Problem to solve: Transcribe exactly the span of lines that begins the records and ends with the line holding "length, if bounded", both boundary lines included.

Provided entries:
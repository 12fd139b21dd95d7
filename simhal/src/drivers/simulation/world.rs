//! Fixed-step simulated world.
//!
//! Stands in for the physics simulator: every advance moves simulated time
//! forward by one tick duration. The session ends after `max_ticks` ticks,
//! which models the simulator being closed or reloaded.

use simhal_common::config::SimulationConfig;
use simhal_common::consts::SIMULATION_DRIVER_NAME;
use simhal_common::driver::{DriverError, TickDriver};
use std::thread;
use std::time::{Duration, Instant};
use tracing::{debug, info};

/// Simulation driver implementing the `TickDriver` trait.
#[derive(Debug)]
pub struct SimulatedWorld {
    /// Simulated time covered by one tick
    tick_duration: Duration,
    /// Ticks applied so far
    tick: u64,
    /// Session length, if bounded
    max_ticks: Option<u64>,
    /// Pace ticks to wall-clock time
    realtime: bool,
    /// Wall-clock deadline of the next tick in realtime mode
    next_deadline: Option<Instant>,
}

impl SimulatedWorld {
    /// Create a world from the simulation configuration section.
    ///
    /// # Errors
    /// Returns `DriverError::ConfigError` if the configuration is invalid.
    pub fn from_config(config: &SimulationConfig) -> Result<Self, DriverError> {
        config
            .validate()
            .map_err(|e| DriverError::ConfigError(e.to_string()))?;

        info!(
            "Simulated world: tick_duration={}ms, max_ticks={:?}, realtime={}",
            config.tick_duration_ms, config.max_ticks, config.realtime
        );

        Ok(Self {
            tick_duration: config.tick_duration(),
            tick: 0,
            max_ticks: config.max_ticks,
            realtime: config.realtime,
            next_deadline: None,
        })
    }

    /// Ticks applied so far.
    pub fn tick(&self) -> u64 {
        self.tick
    }

    /// Simulated time elapsed since the start of the session.
    pub fn elapsed(&self) -> Duration {
        self.tick_duration.saturating_mul(u32::try_from(self.tick).unwrap_or(u32::MAX))
    }

    fn pace(&mut self) {
        let now = Instant::now();
        let deadline = self.next_deadline.unwrap_or(now) + self.tick_duration;
        if deadline > now {
            thread::sleep(deadline - now);
            self.next_deadline = Some(deadline);
        } else {
            // Behind schedule: restart pacing from now instead of bursting.
            self.next_deadline = Some(now);
        }
    }
}

impl TickDriver for SimulatedWorld {
    fn name(&self) -> &'static str {
        SIMULATION_DRIVER_NAME
    }

    fn version(&self) -> &'static str {
        env!("CARGO_PKG_VERSION")
    }

    fn tick_duration(&self) -> Duration {
        self.tick_duration
    }

    fn advance_one_tick(&mut self) -> Result<bool, DriverError> {
        if let Some(max) = self.max_ticks {
            if self.tick >= max {
                debug!("Simulated world reached max_ticks={}", max);
                return Ok(false);
            }
        }

        if self.realtime {
            self.pace();
        }
        self.tick += 1;
        Ok(true)
    }

    fn shutdown(&mut self) -> Result<(), DriverError> {
        info!(
            "Shutting down simulated world at tick {} ({:?} simulated)",
            self.tick,
            self.elapsed()
        );
        Ok(())
    }
}
//! SimHAL Common Library
//!
//! This crate provides shared constants, configuration loading utilities and
//! the tick driver contract for all simhal workspace crates.
//!
//! # Module Structure
//!
//! - [`consts`] - Service name and configuration defaults
//! - [`config`] - Configuration loading traits and types
//! - [`driver`] - `TickDriver` trait and driver error types
//!
//! # Usage
//!
//! ```rust
//! use simhal_common::config::{ConfigLoader, SimHalConfig};
//! use simhal_common::driver::TickDriver;
//! ```

pub mod config;
pub mod consts;
pub mod driver;
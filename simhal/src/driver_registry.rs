//! Driver registry for tick drivers.
//!
//! Provides a `DriverRegistry` struct for registering and retrieving tick
//! driver factories. The registry is constructed at startup and passed by
//! value; there is no global state.

use simhal_common::config::SimulationConfig;
use simhal_common::driver::{DriverError, DriverFactory, TickDriver};
use std::collections::HashMap;
use tracing::debug;

use crate::drivers::register_builtin_drivers;

/// Registry of available tick drivers.
pub struct DriverRegistry {
    factories: HashMap<&'static str, DriverFactory>,
}

impl DriverRegistry {
    /// Create an empty registry.
    pub fn new() -> Self {
        Self {
            factories: HashMap::new(),
        }
    }

    /// Create a registry populated with the built-in drivers.
    pub fn with_builtin() -> Self {
        let mut registry = Self::new();
        register_builtin_drivers(&mut registry);
        registry
    }

    /// Register a driver factory.
    ///
    /// # Panics
    /// Panics if a driver with the same name is already registered.
    pub fn register(&mut self, name: &'static str, factory: DriverFactory) {
        if self.factories.contains_key(name) {
            panic!("Driver '{name}' is already registered");
        }
        self.factories.insert(name, factory);
    }

    /// Create a driver instance by name.
    ///
    /// # Errors
    /// Returns `DriverError::DriverNotFound` naming the registered drivers if
    /// `name` is unknown, or whatever the factory reports.
    pub fn create_driver(
        &self,
        name: &str,
        config: &SimulationConfig,
    ) -> Result<Box<dyn TickDriver>, DriverError> {
        let Some(factory) = self.factories.get(name) else {
            return Err(DriverError::DriverNotFound(format!(
                "'{name}' (available: {})",
                self.list_drivers().join(", ")
            )));
        };
        debug!("Creating tick driver '{}'", name);
        factory(config)
    }

    /// Registered driver names, sorted.
    pub fn list_drivers(&self) -> Vec<&'static str> {
        let mut names: Vec<_> = self.factories.keys().copied().collect();
        names.sort_unstable();
        names
    }
}

impl Default for DriverRegistry {
    fn default() -> Self {
        Self::new()
    }
}
//! # SimHAL Library
//!
//! Step-synchronized hardware abstraction shim that lets robot-control
//! programs written against an embedded device API run unmodified against
//! a physics simulator.
//!
//! Device adapters and robot threads share one [`StepCoordinator`]. The
//! simulated world only advances when the stepper drives a tick, and every
//! registered party observes tick boundaries in strict lockstep.
//!
//! # Module Structure
//!
//! - [`barrier`] - Reusable, closable rendezvous barrier
//! - [`coordinator`] - StepCoordinator: tick rounds, sleep, reconfiguration
//! - [`background`] - Background stepper thread
//! - [`driver_registry`] - Tick driver factory registration
//! - [`drivers`] - Tick driver implementations
//! - [`error`] - Coordinator error types
//!
//! # Architecture
//!
//! ```text
//! ┌───────────────────────────────────────────────────────────────┐
//! │                          simhal                               │
//! │  ┌─────────────┐   wait_until_next_tick   ┌────────────────┐  │
//! │  │  Followers  │─────────────────────────►│                │  │
//! │  │ (sensors,   │                          │ StepCoordinator│  │
//! │  │  motors)    │◄─────── StepBarrier ────►│                │  │
//! │  └─────────────┘                          └───────┬────────┘  │
//! │  ┌─────────────┐      drive_one_tick              │           │
//! │  │   Stepper   │──────────────────────────────────┤           │
//! │  └─────────────┘                                  ▼           │
//! │                                          ┌────────────────┐   │
//! │                                          │  TickDriver    │   │
//! │                                          │  (trait object)│   │
//! │                                          └────────────────┘   │
//! └───────────────────────────────────────────────────────────────┘
//! ```

#![deny(missing_docs)]

pub mod background;
pub mod barrier;
pub mod coordinator;
pub mod driver_registry;
pub mod drivers;
pub mod error;

// Re-export key types for convenience
pub use crate::background::BackgroundStepper;
pub use crate::barrier::{Arrival, StepBarrier};
pub use crate::coordinator::StepCoordinator;
pub use crate::driver_registry::DriverRegistry;
pub use crate::error::StepError;
//! Step-synchronization controller.
//!
//! `StepCoordinator` lets any number of threads share one simulated world
//! that only advances when explicitly stepped. One thread, the stepper,
//! calls [`StepCoordinator::drive_one_tick`]; every other party calls
//! [`StepCoordinator::wait_until_next_tick`]. Each round has two rendezvous
//! points around the external advance:
//!
//! ```text
//!   stepper            follower(s)
//!      │                   │
//!      ├── pre-step ───────┤   all N parties arrive
//!      │ advance_one_tick  │   followers blocked
//!      ├── post-step ──────┤   all N parties leave together
//!      ▼                   ▼
//! ```
//!
//! With a single party the rendezvous is skipped and waiting for the next
//! tick is the same as driving it. When every party of a round is waiting
//! and none is driving, the last party to arrive at the pre-step rendezvous
//! drives the tick, so each completed round advances the world exactly once.
//!
//! # Session end
//!
//! The first advance that reports `false` (or fails) ends the session. The
//! barrier is closed so blocked and future callers return `false` at once,
//! and the driver is never advanced again.
//!
//! # Reconfiguration
//!
//! The party count is guarded by a configuration lock that also counts the
//! parties currently inside a round. `set_party_count` is rejected with
//! [`StepError::RoundInFlight`] while that count is non-zero, so no party can
//! be left waiting on a barrier sized for the old count.

use crate::barrier::{Arrival, StepBarrier};
use crate::error::StepError;
use parking_lot::Mutex;
use simhal_common::config::SessionConfig;
use simhal_common::consts::{DEFAULT_PARTIES, DEFAULT_TICK_PERIOD_MS};
use simhal_common::driver::TickDriver;
use std::any::Any;
use std::panic::{self, AssertUnwindSafe};
use std::sync::Arc;
use std::sync::atomic::{AtomicBool, AtomicU64, AtomicUsize, Ordering};
use std::time::Duration;
use tracing::{debug, error, info, warn};

/// Rendezvous group shared by all parties.
#[derive(Debug)]
struct Rendezvous {
    parties: usize,
    barrier: Arc<StepBarrier>,
    /// Parties between entering a round and leaving it.
    in_round: usize,
}

/// Which rendezvous point of a round is being crossed.
#[derive(Debug, Clone, Copy)]
enum Phase {
    PreStep,
    PostStep,
}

Reply:
repository 12fd139b21dd95d7
filename simhal/src/drivers/simulation/world.rs
//! Fixed-step simulated world.
//!
//! Stands in for the physics simulator: every advance moves simulated time
//! forward by one tick duration. The session ends after `max_ticks` ticks,
//! which models the simulator being closed or reloaded.

use simhal_common::config::SimulationConfig;
use simhal_common::consts::SIMULATION_DRIVER_NAME;
use simhal_common::driver::{DriverError, TickDriver};
use std::thread;
use std::time::{Duration, Instant};
use tracing::{debug, info};

/// Simulation driver implementing the `TickDriver` trait.
#[derive(Debug)]
pub struct SimulatedWorld {
    /// Simulated time covered by one tick
    tick_duration: Duration,
    /// Ticks applied so far
    tick: u64,
    /// Session length, if bounded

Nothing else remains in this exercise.